Jeux de maths en ronds

Par Anne-Marie Mercier

C’est un petit livre à compter qui fonctionne comme bien d’autres : chaque double page présente un chiffre avec le mot qui le désigne, dans l’ordre croissant, « de zéro à dix ». Mais il propose quelques petits éléments supplémentaires.
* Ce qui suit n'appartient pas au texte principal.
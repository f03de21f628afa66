//! Pluggable agent handlers
//!
//! Concrete agents supply message handlers keyed by `message_type`, task
//! handlers keyed by the payload's `type` field, and optionally a periodic
//! action run on cycles with no pending tasks.

use crate::error::Result;
use crate::mailbox::Mailbox;
use crate::models::{AgentIdentity, Message, Task};
use crate::registry::Registry;
use crate::runtime::error::HandlerResult;
use crate::store::Store;
use crate::task_queue::TaskQueue;
use async_trait::async_trait;
use serde_json::Value;
use std::collections::HashMap;
use std::fmt;
use std::sync::Arc;

/// What a handler can see and use: its own identity and the substrate
#[derive(Debug, Clone)]
pub struct AgentContext {
    identity: AgentIdentity,
    registry: Registry,
    mailbox: Mailbox,
    tasks: TaskQueue,
}

impl AgentContext {
    /// Create a context for `identity` on the shared store
    pub fn new(store: &Store, identity: AgentIdentity) -> Self {
        Self {
            identity,
            registry: Registry::new(store),
            mailbox: Mailbox::new(store),
            tasks: TaskQueue::new(store),
        }
    }

    /// This agent's id
    pub fn agent_id(&self) -> &str {
        &self.identity.id
    }

    /// This agent's type
    pub fn agent_type(&self) -> &str {
        &self.identity.agent_type
    }

    /// Registry handle
    pub fn registry(&self) -> &Registry {
        &self.registry
    }

    /// Mailbox handle
    pub fn mailbox(&self) -> &Mailbox {
        &self.mailbox
    }

    /// Task queue handle
    pub fn tasks(&self) -> &TaskQueue {
        &self.tasks
    }

    /// Send a message from this agent
    pub async fn send(&self, recipient_id: &str, message_type: &str, payload: &Value) -> Result<i64> {
        self.mailbox
            .send(&self.identity.id, recipient_id, message_type, payload)
            .await
    }

    /// Hand a task to another agent (or to this one)
    pub async fn create_task(&self, owner_agent_id: &str, payload: &Value, priority: i64) -> Result<String> {
        self.tasks.create(owner_agent_id, payload, priority).await
    }
}

/// Handles one kind of message
#[async_trait]
pub trait MessageHandler: Send + Sync {
    /// Process a received message
    async fn handle(&self, ctx: &AgentContext, message: &Message) -> HandlerResult<()>;
}

/// Handles one kind of task
#[async_trait]
pub trait TaskHandler: Send + Sync {
    /// Execute a claimed task and return the value stored as its result
    async fn handle(&self, ctx: &AgentContext, task: &Task) -> HandlerResult<Value>;
}

/// Agent-specific work done on cycles with no pending tasks
#[async_trait]
pub trait PeriodicAction: Send + Sync {
    /// Run the action once
    async fn run(&self, ctx: &AgentContext) -> HandlerResult<()>;
}

/// Handler lookup table for one agent
#[derive(Default, Clone)]
pub struct HandlerTable {
    messages: HashMap<String, Arc<dyn MessageHandler>>,
    tasks: HashMap<String, Arc<dyn TaskHandler>>,
    periodic: Option<Arc<dyn PeriodicAction>>,
}

impl HandlerTable {
    /// Create an empty table
    pub fn new() -> Self {
        Self::default()
    }

    /// Register the handler for `message_type`, replacing any previous one
    pub fn on_message(
        mut self,
        message_type: impl Into<String>,
        handler: impl MessageHandler + 'static,
    ) -> Self {
        self.messages.insert(message_type.into(), Arc::new(handler));
        self
    }

    /// Register the handler for tasks whose payload `type` is `task_type`
    pub fn on_task(mut self, task_type: impl Into<String>, handler: impl TaskHandler + 'static) -> Self {
        self.tasks.insert(task_type.into(), Arc::new(handler));
        self
    }

    /// Set the periodic action
    pub fn periodic(mut self, action: impl PeriodicAction + 'static) -> Self {
        self.periodic = Some(Arc::new(action));
        self
    }

    /// Handler for `message_type`, if any
    pub fn message_handler(&self, message_type: &str) -> Option<Arc<dyn MessageHandler>> {
        self.messages.get(message_type).cloned()
    }

    /// Handler for `task_type`, if any
    pub fn task_handler(&self, task_type: &str) -> Option<Arc<dyn TaskHandler>> {
        self.tasks.get(task_type).cloned()
    }

    /// The periodic action, if any
    pub fn periodic_action(&self) -> Option<Arc<dyn PeriodicAction>> {
        self.periodic.clone()
    }
}

impl fmt::Debug for HandlerTable {
    fn fmt(&self, f: &mut fmt::Formatter<'_>) -> fmt::Result {
        let mut message_types: Vec<&String> = self.messages.keys().collect();
        message_types.sort();
        let mut task_types: Vec<&String> = self.tasks.keys().collect();
        task_types.sort();
        f.debug_struct("HandlerTable")
            .field("messages", &message_types)
            .field("tasks", &task_types)
            .field("periodic", &self.periodic.is_some())
            .finish()
    }
}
Au bas de chaque page on voit une ligne de ronds, au nombre de dix, qui permet de se repérer dans la suite : s’ils sont tous blancs avec le zéro, ils prennent des couleurs au fil des pages, le 1 avec un rond rouge, le 2 avec le rond rouge suivi d’un rond orange, le 3 avec les deux précédents suivis d’un rond orange, etc. Cela permet de faire discrètement un sort au zéro, qui ne « compte pas ».
Aux notions de quantité s’ajoutent des notions d’espace inscrites dans différents cercles colorés : près/ loin, en haut/ en bas , dernier/ avant-dernier, et cela jusqu’au neuf où tout explose avant de revenir à l’unité avec des cercles concentrique : 10 = ensemble… C’est joliment fait et bien pensé. Reste à savoir si l’abstraction aide mieux à compter que les empilements de lapins, carottes, etc.

Mes Saisons

Mes Saisons
Bernadette Gervais
Les grandes personnes, 2023

Entre photos et pochoirs

Par Hélène Davoine

Avec cet imagier Bernadette Gervais nous invite à savourer avec elle ce qu’elle désigne, avec son titre, comme « ses » saisons et c’est bien à un parcours personnel que nous sommes invités : les saisons apparaissent photographiées en noir et blanc ou dessinées avec force détails et couleurs. Quand on observe ces animaux, ces plantes, ces champignons, on a l’impression de la suivre en balade. En cheminant, elle prend en photo ou dessine ce qu’elle croise sur sa route : des bourgeons, des insectes jaunes et noirs, des champignons, des araignées, des feuilles.
Les pages se suivent et ne se ressemblent pas. On regarde la terre et ses traces d’animaux. On regarde le ciel, ses nuages et la voie lactée. Une photo du brouillard suit le dessin d’un cerf et d’une biche et on se surprend à les chercher dans la brume. Les sujets sont parfois rapprochés parce qu’ils se ressemblent, par leur nom ou par leur aspect. La photo des graminées est striée comme l’est le dessin du cirrostratus de la page d’en face. Le chardon a pour voisin le chardonneret. On suit son parcours mental à travers les images et son cheminement dans la nature. On se laisse entraîner, on repense à nos propres marches champêtres, on admire ses photos et ses illustrations. Rarement, imagier n’aura été aussi propice à la rêverie.
La dernière image du livre représente deux traces de pas dans la neige et cette seule image résume très bien cet ouvrage : une belle invitation au voyage.